The social workers concentrated on getting the discharge planning assessment completed within 24 hours of admission to the unit.
"The social workers look at all of the aspects of the discharge from payer status and medical diagnosis to the support system at home early in the stay. They start talking to the patient and family about skilled nursing care early in the stay, getting them accustomed to the fact that the patient may not be discharged to home," Mayers says.
The team added a section to the discharge planning form that includes information about patients likely to be discharged to skilled nursing facilities. The case managers and social workers have a place to note information such as family concerns, copays and other insurance issues, potential outcomes, and deterrents to admission.
"We identified key family issues involving transferring patients to extended care facilities and tried to address them and to improve communication with the family in regards to these issues," Galvin says.
For instance, the terms "nursing home" or "skilled nursing facility" tend to have a negative connotation with family members. Instead, staff tell the family that the patient needs to go to a facility for rehabilitation.
The team determined that not all patients were discharged to a skilled nursing facility on the day their discharge orders were written, many times because the paperwork wasn't in order or medication reconciliation had not been completed.
In some cases, the physician fails to sign all the required forms for discharge; in other cases, the facility the patient wanted may not be available. Sometimes, transfers are held up by the patient's special needs or by requirements from a managed care organization.
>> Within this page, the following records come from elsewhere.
//! Batch processing command for multiple datasheets.

use std::fs;
use std::path::{Path, PathBuf};
use std::sync::Arc;
use std::time::{Duration, Instant};

use clap::Args;
use console::style;
use glob::glob;
use indicatif::{ProgressBar, ProgressStyle};
use tokio::sync::{OwnedSemaphorePermit, Semaphore};
use tokio::task::{JoinError, JoinHandle};
use tracing::{debug, error, warn};

use chiller_core::{DatasheetParser, ExtractionResult, FieldTable};

use super::config::load_config;
use super::extract::{extract_file, format_result, OutputFormat};

/// Arguments for the batch command.
#[derive(Args)]
pub struct BatchArgs {
    /// Input files or glob pattern
    #[arg(required = true)]
    input: String,

    /// Output directory
    #[arg(short, long)]
    output_dir: Option<PathBuf>,

    /// Output format for each file
    #[arg(short, long, value_enum, default_value = "json")]
    format: OutputFormat,

    /// Also generate a summary CSV
    #[arg(long)]
    summary: bool,

    /// Number of parallel workers
    #[arg(short = 'j', long, default_value = "4")]
    jobs: usize,

    /// Continue on error
    #[arg(long)]
    continue_on_error: bool,
}

/// Result of processing a single file.
struct ProcessResult {
    path: PathBuf,
    result: Option<ExtractionResult>,
    error: Option<String>,
    processing_time_ms: u64,
}

pub async fn run(args: BatchArgs, config_path: Option<&str>) -> anyhow::Result<()> {
    let start = Instant::now();
    let config = load_config(config_path)?;

    let files: Vec<PathBuf> = glob(&args.input)?
        .filter_map(|r| r.ok())
        .filter(|p| {
            let ext = p.extension().and_then(|e| e.to_str()).unwrap_or("");
            ext.eq_ignore_ascii_case("pdf")
        })
        .collect();

    if files.is_empty() {
        anyhow::bail!("No matching files found for pattern: {}", args.input);
    }

    println!(
        "{} Found {} files to process",
        style("ℹ").blue(),
        files.len()
    );

    if let Some(ref output_dir) = args.output_dir {
        fs::create_dir_all(output_dir)?;
    }

    let overall_pb = ProgressBar::new(files.len() as u64);
    overall_pb.set_style(
        ProgressStyle::default_bar()
            .template("{spinner:.green} [{elapsed_precise}] [{bar:40.cyan/blue}] {pos}/{len} files")?
            .progress_chars("=>-"),
    );

    let parser = Arc::new(DatasheetParser::new().with_table(config.field_table()?));
    let deadline = match config.extraction.timeout_secs {
        0 => None,
        secs => Some(Duration::from_secs(secs)),
    };
    let semaphore = Arc::new(Semaphore::new(args.jobs.max(1)));

    let handles: Vec<(PathBuf, JoinHandle<(anyhow::Result<ExtractionResult>, u64)>)> = files
        .iter()
        .cloned()
        .map(|path| {
            let task = process_file(
                path.clone(),
                Arc::clone(&parser),
                Arc::clone(&semaphore),
                deadline,
            );
            (path, tokio::spawn(task))
        })
        .collect();

    let mut results = Vec::with_capacity(files.len());
    let mut pending = handles.into_iter();
    while let Some((path, handle)) = pending.next() {
        let processed = settle(path, handle.await);

        if let Some(error_msg) = &processed.error {
            if args.continue_on_error {
                warn!("Failed to process {}: {}", processed.path.display(), error_msg);
            } else {
                error!("Failed to process {}: {}", processed.path.display(), error_msg);
                for (_, rest) in pending.by_ref() {
                    rest.abort();
                }
                anyhow::bail!("Processing failed: {}", error_msg);
            }
        }

        results.push(processed);
        overall_pb.inc(1);
    }

    overall_pb.finish_with_message("Complete");

    let successful: Vec<_> = results.iter().filter(|r| r.result.is_some()).collect();
    let failed: Vec<_> = results.iter().filter(|r| r.error.is_some()).collect();

    if let Some(output_dir) = &args.output_dir {
        for processed in &successful {
            if let Some(result) = &processed.result {
                let output_name = processed
                    .path
                    .file_stem()
                    .and_then(|s| s.to_str())
                    .unwrap_or("datasheet");
                let output_path =
                    output_dir.join(format!("{}.{}", output_name, args.format.extension()));

                let content = format_result(result, parser.table(), args.format, false)?;
                fs::write(&output_path, content)?;
                debug!("Wrote output to {}", output_path.display());
            }
        }
    }

    if args.summary {
        let summary_path = args
            .output_dir
            .as_ref()
            .map(|d| d.join("summary.csv"))
            .unwrap_or_else(|| PathBuf::from("summary.csv"));

        write_summary(&summary_path, &results, parser.table())?;
        println!(
            "{} Summary written to {}",
            style("✓").green(),
            summary_path.display()
        );
    }

    println!();
    println!(
        "{} Processed {} files in {:?}",
        style("✓").green(),
        results.len(),
        start.elapsed()
    );
    println!(
        "   {} successful, {} failed",
        style(successful.len()).green(),
        style(failed.len()).red()
    );

    if !failed.is_empty() {
        println!();
        println!("{}", style("Failed files:").red());
        for processed in &failed {
            println!(
                "  - {}: {}",
                processed.path.display(),
                processed.error.as_deref().unwrap_or("unknown error")
            );
        }
    }

    Ok(())
}

/// Wait for a worker slot, then extract one file under the deadline.
async fn process_file(
    path: PathBuf,
    parser: Arc<DatasheetParser>,
    semaphore: Arc<Semaphore>,
    deadline: Option<Duration>,
) -> (anyhow::Result<ExtractionResult>, u64) {
    let permit = match semaphore.acquire_owned().await {
        Ok(permit) => permit,
        Err(e) => return (Err(e.into()), 0),
    };

    let file_start = Instant::now();
    let outcome = run_with_deadline(move || extract_file(&path, &parser), permit, deadline).await;
    (outcome, file_start.elapsed().as_millis() as u64)
}

/// Run blocking work on the blocking pool, giving up after `deadline`.
///
/// An expired deadline is reported like an unreadable document. The blocking
/// work cannot be cancelled; it keeps `permit` until it actually finishes so
/// abandoned extractions still count against the worker limit.
async fn run_with_deadline<F>(
    work: F,
    permit: OwnedSemaphorePermit,
    deadline: Option<Duration>,
) -> anyhow::Result<ExtractionResult>
where
    F: FnOnce() -> anyhow::Result<ExtractionResult> + Send + 'static,
{
    let task = tokio::task::spawn_blocking(move || {
        let _permit = permit;
        work()
    });

    match deadline {
        Some(limit) => match tokio::time::timeout(limit, task).await {
            Ok(joined) => joined?,
            Err(_) => anyhow::bail!(
                "document unreadable: extraction did not finish within {}s",
                limit.as_secs()
            ),
        },
        None => task.await?,
    }
}

/// Turn a finished worker into a per-file result. A worker that panicked is a
/// failure of that file only.
fn settle(
    path: PathBuf,
    joined: Result<(anyhow::Result<ExtractionResult>, u64), JoinError>,
) -> ProcessResult {
    let (outcome, processing_time_ms) = match joined {
        Ok(finished) => finished,
        Err(e) => (Err(anyhow::anyhow!("worker failed: {}", e)), 0),
    };

    match outcome {
        Ok(result) => ProcessResult {
            path,
            result: Some(result),
            error: None,
            processing_time_ms,
        },
        Err(e) => ProcessResult {
            path,
            result: None,
            error: Some(e.to_string()),
            processing_time_ms,
        },
    }
}

fn write_summary(
    path: &Path,
    results: &[ProcessResult],
    table: &FieldTable,
) -> anyhow::Result<()> {
    let mut wtr = csv::Writer::from_path(path)?;

    let mut header = vec![
        "filename".to_string(),
        "status".to_string(),
        "fields_found".to_string(),
    ];
    header.extend(table.iter().map(|d| d.key().to_string()));
    header.push("processing_time_ms".to_string());
    header.push("error".to_string());
    wtr.write_record(&header)?;

    for processed in results {
        let filename = processed
            .path
            .file_name()
            .and_then(|s| s.to_str())
            .unwrap_or("");

        let mut row = vec![filename.to_string()];
        match &processed.result {
            Some(result) => {
                row.push("success".to_string());
                row.push(result.len().to_string());
                row.extend(table.iter().map(|d| {
                    result
                        .get(d.key())
                        .map(|v| v.to_string())
                        .unwrap_or_default()
                }));
            }
            None => {
                row.push("error".to_string());
                row.push(String::new());
                row.extend(table.iter().map(|_| String::new()));
            }
        }
        row.push(processed.processing_time_ms.to_string());
        row.push(processed.error.clone().unwrap_or_default());
        wtr.write_record(&row)?;
    }

    wtr.flush()?;
    Ok(())
}

#[cfg(test)]
mod tests {
    use super::*;

    fn unreadable() -> anyhow::Result<ExtractionResult> {
        anyhow::bail!("document unreadable: test")
    }

    async fn crashing_worker() -> (anyhow::Result<ExtractionResult>, u64) {
        panic!("extractor crashed")
    }

    #[tokio::test]
    async fn test_timed_out_work_keeps_its_slot() {
        let semaphore = Arc::new(Semaphore::new(1));
        let permit = Arc::clone(&semaphore).acquire_owned().await.unwrap();

        let outcome = run_with_deadline(
            || {
                std::thread::sleep(Duration::from_millis(300));
                unreadable()
            },
            permit,
            Some(Duration::from_millis(10)),
        )
        .await;

        let err = outcome.unwrap_err().to_string();
        assert!(err.contains("did not finish"), "{}", err);
        assert_eq!(semaphore.available_permits(), 0);

        // The slot comes back once the abandoned work really ends
        let _permit = tokio::time::timeout(Duration::from_secs(5), semaphore.acquire())
            .await
            .expect("slot released after work finished")
            .unwrap();
    }

    #[tokio::test]
    async fn test_work_within_deadline() {
        let semaphore = Arc::new(Semaphore::new(1));
        let permit = Arc::clone(&semaphore).acquire_owned().await.unwrap();

        let result = run_with_deadline(
            || Ok(DatasheetParser::new().parse("Net capacity 10 kW")),
            permit,
            Some(Duration::from_secs(5)),
        )
        .await
        .unwrap();

        assert_eq!(result.number("net_capacity_kw"), Some(10.0));
        assert_eq!(semaphore.available_permits(), 1);
    }

    #[tokio::test]
    async fn test_panicking_worker_fails_only_its_file() {
        let joined = tokio::spawn(crashing_worker()).await;

        let processed = settle(PathBuf::from("a.pdf"), joined);
        assert!(processed.result.is_none());
        assert!(processed.error.unwrap().starts_with("worker failed"));
        assert_eq!(processed.path, PathBuf::from("a.pdf"));
    }

    #[tokio::test]
    async fn test_panic_in_blocking_work_is_an_error() {
        let semaphore = Arc::new(Semaphore::new(1));
        let permit = Arc::clone(&semaphore).acquire_owned().await.unwrap();

        let outcome = run_with_deadline(
            || -> anyhow::Result<ExtractionResult> { panic!("pdf backend crashed") },
            permit,
            None,
        ).await;

        assert!(outcome.is_err());
        assert_eq!(semaphore.available_permits(), 1);
    }

    #[test]
    fn test_settle_keeps_extraction_error() {
        let processed = settle(PathBuf::from("b.pdf"), Ok((unreadable(), 12)));
        assert_eq!(processed.error.as_deref(), Some("document unreadable: test"));
        assert_eq!(processed.processing_time_ms, 12);
    }
}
"We are working to get the paperwork complete and everybody on board," Mayers says.
The interdisciplinary team on 5 North has a weekly length of stay meeting attended by their physician advisor and Galvin, during which the team looks at long-stay patients and obstacles to discharge.
In addition, 5 North holds weekly interdisciplinary rounds to look at discharge issues with input from the rehab team on how the patient is improving physically.
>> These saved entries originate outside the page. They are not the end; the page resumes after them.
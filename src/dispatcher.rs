use anyhow::Context;
use serde::Serialize;
use tokio::{sync::oneshot, task::JoinHandle};

use crate::{
    adapter::{GenericAdapter, SiteAdapter, SocialFeedAdapter, TwitchAdapter, YouTubeAdapter},
    config::ConfigStore,
    discovery::DiscoveryLoop,
    page::Page,
    utils::{host_matches, host_of},
};

#[derive(Debug, Clone, Copy, PartialEq, Eq, Serialize)]
#[serde(rename_all = "lowercase")]
pub enum SiteKind {
    YouTube,
    Twitch,
    SocialFeed,
    Generic,
}

impl SiteKind {
    pub fn from_host(host: &str) -> Self {
        if host_matches(host, "youtube.com") {
            Self::YouTube
        } else if host_matches(host, "twitch.tv") {
            Self::Twitch
        } else if host_matches(host, "reddit.com") {
            Self::SocialFeed
        } else {
            Self::Generic
        }
    }

    pub fn from_url(url: &str) -> Self {
        Self::from_host(host_of(url))
    }
}

pub fn adapter_for(kind: SiteKind) -> Box<dyn SiteAdapter> {
    match kind {
        SiteKind::YouTube => Box::new(YouTubeAdapter::new()),
        SiteKind::Twitch => Box::new(TwitchAdapter::new()),
        SiteKind::SocialFeed => Box::new(SocialFeedAdapter::new()),
        SiteKind::Generic => Box::new(GenericAdapter::new()),
    }
}

/// Owns a running engine. Dropping the handle also stops it, though only
/// [`EngineHandle::shutdown`] waits for teardown to finish.
#[derive(Debug)]
pub struct EngineHandle {
    pub kind: SiteKind,
    shutdown: Option<oneshot::Sender<()>>,
    join: JoinHandle<()>,
}

impl EngineHandle {
    pub async fn shutdown(mut self) -> anyhow::Result<()> {
        if let Some(shutdown) = self.shutdown.take() {
            // the loop may already be gone
            let _ = shutdown.send(());
        }
        self.join
            .await
            .context("Discovery loop terminated abnormally")
    }
}

/// Picks the adapter for the page's host and spawns its discovery loop.
pub fn start(page: Page, config: &ConfigStore) -> EngineHandle {
    let kind = SiteKind::from_url(page.lock().url());
    let engine = DiscoveryLoop::new(page, adapter_for(kind), config);
    log::info!("Using {} adapter", engine.adapter_name());

    let (shutdown_tx, shutdown_rx) = oneshot::channel();
    let join = tokio::spawn(engine.run(shutdown_rx));
    EngineHandle {
        kind,
        shutdown: Some(shutdown_tx),
        join,
    }
}
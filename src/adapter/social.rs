use crate::{
    adapter::{ancestor_matching, generic::generic_container, DiscoveryPlan, GenericAdapter, SiteAdapter},
    page::{Document, NodeId},
    selector::Selector,
};

/// Reddit-style feeds: media lives in custom player elements inside feed posts.
#[derive(Debug, Default)]
pub struct SocialFeedAdapter {
    inner: GenericAdapter,
}

impl SocialFeedAdapter {
    pub fn new() -> Self {
        Self::default()
    }

    fn feed_container(doc: &Document, media: NodeId) -> Option<NodeId> {
        let explicit = [
            Selector::tag("shreddit-player"),
            Selector::attr("slot", "video-container"),
        ];
        if let Some(player) = explicit
            .iter()
            .find_map(|selector| ancestor_matching(doc, media, selector))
        {
            return Some(player);
        }
        doc.path(media)
            .into_iter()
            .skip(1)
            .take_while(|ancestor| *ancestor != doc.body() && *ancestor != doc.html())
            .find(|ancestor| {
                doc.matches(*ancestor, &Selector::tag("div"))
                    && doc.style(*ancestor, "position").is_some()
            })
    }
}

impl SiteAdapter for SocialFeedAdapter {
    fn name(&self) -> &'static str {
        "social-feed"
    }

    fn plan(&self) -> DiscoveryPlan {
        self.inner.plan()
    }

    fn find_media(&self, doc: &Document) -> Vec<NodeId> {
        self.inner.find_media(doc)
    }

    fn find_container(&self, doc: &Document, media: NodeId) -> Option<NodeId> {
        Self::feed_container(doc, media).or_else(|| generic_container(doc, media))
    }

    fn read_level(&self, doc: &Document, media: NodeId) -> Option<f64> {
        self.inner.read_level(doc, media)
    }

    fn apply_level(&mut self, doc: &mut Document, media: NodeId, level: f64) {
        self.inner.apply_level(doc, media, level);
    }

    fn accepts_target(&self, doc: &Document, target: NodeId) -> bool {
        self.inner.accepts_target(doc, target)
    }
}

#[cfg(test)]
mod tests {
    use super::*;

    #[test]
    fn should_prefer_feed_player_element() {
        // given
        let mut doc = Document::new("https://www.reddit.com/r/videos");
        let body = doc.body();
        let post = doc.append_element(body, "article", &[("class", "post-video")]);
        let player = doc.append_element(post, "shreddit-player", &[]);
        let slot = doc.append_element(player, "div", &[("slot", "video-container")]);
        let video = doc.append_element(slot, "video", &[]);

        // when
        let container = SocialFeedAdapter::new().find_container(&doc, video);

        // then
        assert_eq!(container, Some(player));
    }

    #[test]
    fn should_use_inline_positioned_div_before_generic_rules() {
        let mut doc = Document::new("https://www.reddit.com/");
        let body = doc.body();
        let article = doc.append_element(body, "article", &[]);
        let frame = doc.append_element(article, "div", &[]);
        doc.set_style(frame, "position", "static");
        let video = doc.append_element(frame, "video", &[]);

        assert_eq!(SocialFeedAdapter::new().find_container(&doc, video), Some(frame));

        let bare = doc.append_element(article, "div", &[]);
        let other = doc.append_element(bare, "video", &[]);
        assert_eq!(SocialFeedAdapter::new().find_container(&doc, other), Some(article));
    }
}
During the daily huddle, the case manager, social worker, and charge nurse discuss any obstacles to discharging patients.
The nurses write the patient goals for each day on a dry-erase board placed in the patient rooms where it can be seen by the patient and family.
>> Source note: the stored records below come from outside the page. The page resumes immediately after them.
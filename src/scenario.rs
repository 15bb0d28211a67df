use std::{collections::BTreeMap, fs::File, io::Read, path::Path, time::Duration};

use anyhow::{anyhow, Context};
use serde::{Deserialize, Serialize};

use crate::{
    config::ConfigStore,
    dispatcher::{self, SiteKind},
    overlay::readout_near,
    page::{Document, EventKind, NodeId, Page},
    selector::Selector,
};

const SETTLE: Duration = Duration::from_millis(5);

/// One element of a fixture page tree.
#[derive(Debug, Clone, Default, Deserialize)]
#[serde(default, rename_all = "camelCase")]
pub struct NodeFixture {
    pub tag: String,
    pub id: Option<String>,
    pub class: Option<String>,
    pub attrs: BTreeMap<String, String>,
    pub style: BTreeMap<String, String>,
    pub volume: Option<f64>,
    pub muted: Option<bool>,
    pub ready_state: Option<u8>,
    pub value: Option<String>,
    pub children: Vec<NodeFixture>,
}

#[derive(Debug, Clone, Deserialize)]
#[serde(rename_all = "camelCase")]
pub struct WheelStep {
    pub target: String,
    pub delta_y: f64,
    #[serde(default = "default_ticks")]
    pub ticks: usize,
}

fn default_ticks() -> usize {
    1
}

#[derive(Debug, Clone, Deserialize)]
pub struct AppendStep {
    pub parent: String,
    pub node: NodeFixture,
}

#[derive(Debug, Clone, Deserialize)]
pub struct VolumeStep {
    pub target: String,
    pub volume: f64,
    #[serde(default)]
    pub muted: bool,
}

#[derive(Debug, Clone, Deserialize)]
#[serde(rename_all = "camelCase")]
pub enum Step {
    /// Milliseconds to let pass.
    Wait(u64),
    /// Moves the pointer onto an element, or off the page with `null`.
    Hover(Option<String>),
    Wheel(WheelStep),
    Key(String),
    Remove(String),
    Append(AppendStep),
    Navigate(String),
    SetVolume(VolumeStep),
    /// A live settings change set, e.g. `{"volumeStep": 0.1}`.
    Settings(serde_json::Value),
}

#[derive(Debug, Clone, Deserialize)]
pub struct Scenario {
    pub url: String,
    #[serde(default)]
    pub page: Vec<NodeFixture>,
    #[serde(default)]
    pub steps: Vec<Step>,
}

#[derive(Debug, Clone, PartialEq, Serialize)]
#[serde(rename_all = "camelCase")]
pub struct MediaReport {
    pub id: Option<String>,
    pub volume: f64,
    pub muted: bool,
    /// Wheel handlers a scroll over this element reaches.
    pub listeners: usize,
    pub overlay: Option<String>,
}

#[derive(Debug, Clone, PartialEq, Serialize)]
#[serde(rename_all = "camelCase")]
pub struct Report {
    pub site: SiteKind,
    pub url: String,
    pub media: Vec<MediaReport>,
}

fn find(doc: &Document, id: &str) -> anyhow::Result<NodeId> {
    doc.query(&Selector::id(id))
        .with_context(|| format!("No element with id '{id}'"))
}

/// Builds `fixture` as a detached subtree and returns its root.
fn build(doc: &mut Document, fixture: &NodeFixture) -> NodeId {
    let node = doc.create_element(&fixture.tag);
    if let Some(id) = &fixture.id {
        doc.set_attr(node, "id", id);
    }
    if let Some(class) = &fixture.class {
        doc.set_attr(node, "class", class);
    }
    for (name, value) in &fixture.attrs {
        doc.set_attr(node, name, value);
    }
    for (property, value) in &fixture.style {
        doc.set_style(node, property, value);
    }
    if let Some(value) = &fixture.value {
        doc.set_value(node, value);
    }
    if let Some(state) = doc.media(node) {
        doc.set_media_volume(
            node,
            fixture.volume.unwrap_or(state.volume),
            fixture.muted.unwrap_or(state.muted),
        );
        doc.set_ready_state(node, fixture.ready_state.unwrap_or(state.ready_state));
    }
    for child in &fixture.children {
        let child = build(doc, child);
        doc.append_child(node, child);
    }
    node
}

impl Scenario {
    pub fn read(file: &mut impl Read) -> anyhow::Result<Self> {
        let mut contents = String::new();
        file.read_to_string(&mut contents)
            .context("Failed to read scenario file")?;
        serde_json::from_str(&contents).context("Failed to parse scenario file")
    }

    pub fn read_path(path: impl AsRef<Path>) -> anyhow::Result<Self> {
        let mut file = File::open(path).context("Failed to open scenario file")?;
        Self::read(&mut file)
    }

    pub fn build_page(&self) -> Page {
        let page = Page::new(&self.url);
        {
            let mut doc = page.lock();
            let body = doc.body();
            for fixture in &self.page {
                let node = build(&mut doc, fixture);
                doc.append_child(body, node);
            }
        }
        page
    }

    async fn apply(&self, page: &Page, config: &ConfigStore, step: &Step) -> anyhow::Result<()> {
        log::debug!("Replaying {step:?}");
        match step {
            Step::Wait(millis) => tokio::time::sleep(Duration::from_millis(*millis)).await,
            Step::Hover(target) => {
                let mut doc = page.lock();
                let target = target.as_deref().map(|id| find(&doc, id)).transpose()?;
                doc.move_pointer(target);
            }
            Step::Wheel(wheel) => {
                for _ in 0..wheel.ticks {
                    {
                        let mut doc = page.lock();
                        let target = find(&doc, &wheel.target)?;
                        doc.dispatch_wheel(target, wheel.delta_y);
                    }
                    tokio::time::sleep(SETTLE).await;
                }
            }
            Step::Key(key) => {
                page.lock().dispatch_key(key);
            }
            Step::Remove(id) => {
                let mut doc = page.lock();
                let target = find(&doc, id)?;
                doc.remove(target);
            }
            Step::Append(append) => {
                let mut doc = page.lock();
                let parent = find(&doc, &append.parent)?;
                let node = build(&mut doc, &append.node);
                doc.append_child(parent, node);
            }
            Step::Navigate(url) => page.lock().set_url(url),
            Step::SetVolume(change) => {
                let mut doc = page.lock();
                let target = find(&doc, &change.target)?;
                if doc.media(target).is_none() {
                    return Err(anyhow!("Element '{}' is not a media element", change.target));
                }
                doc.set_media_volume(target, change.volume, change.muted);
            }
            Step::Settings(changes) => config.apply_changes(changes)?,
        }
        tokio::time::sleep(SETTLE).await;
        Ok(())
    }

    /// Starts the engine on a fresh page, replays every step and reports the
    /// media state before shutting the engine down.
    pub async fn run(&self, config: &ConfigStore) -> anyhow::Result<Report> {
        let page = self.build_page();
        let engine = dispatcher::start(page.clone(), config);
        let site = engine.kind;
        tokio::time::sleep(SETTLE).await;

        for (index, step) in self.steps.iter().enumerate() {
            if let Err(err) = self.apply(&page, config, step).await {
                engine.shutdown().await?;
                return Err(err.context(format!("Step {} failed", index + 1)));
            }
        }

        let report = report(&page.lock(), site);
        engine.shutdown().await?;
        Ok(report)
    }
}

fn report(doc: &Document, site: SiteKind) -> Report {
    let media = doc
        .query_all(&Selector::any([Selector::tag("video"), Selector::tag("audio")]))
        .into_iter()
        .filter_map(|node| {
            let state = doc.media(node)?;
            let listeners = doc
                .path(node)
                .into_iter()
                .map(|ancestor| doc.listener_count(ancestor, EventKind::Wheel))
                .sum();
            Some(MediaReport {
                id: doc.attr(node, "id").map(str::to_string),
                volume: state.volume,
                muted: state.muted,
                listeners,
                overlay: readout_near(doc, node),
            })
        })
        .collect();
    Report {
        site,
        url: doc.url().to_string(),
        media,
    }
}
"It helps us communicate goals from shift to shift and keeps the patient and family aware of the goals," Mayers says.
Following the success of the Six Sigma project, the team is continuing to look for other opportunities to improve length of stay. The hospital is forming partnerships with extended care facilities and developing tools, such as virtual tours of facilities, to help the patient and family make informed decisions, Siddiqui says.
"We are involving the extended care facilities in this initiative, making sure they get a liaison on site to talk to the patient and family about issues and questions they may have. In addition, representatives from hospice care and palliative care are part of the rounds on the nursing floor and the unit," she adds.
The clinical resource management department at St. Joseph's is responsible for coordinating the care of adults in the main hospital. The average daily census for this group of patients is 425.
The department includes RN case managers and social workers who are unit-based.
The case managers have primary responsibility for utilization review, tracking and reporting avoidable days, managing observation patients who are placed throughout the hospital, tracking and reporting evidence-based measures, and driving the length of stay for their units.
The social workers have primary responsibility for completing the initial discharge planning assessments and coordinating the discharge planning process to alternative level of care facilities. They address patient psychosocial needs and arrange other discharge services such as transportation, outpatient therapy, unfunded patient prescriptions, and community services.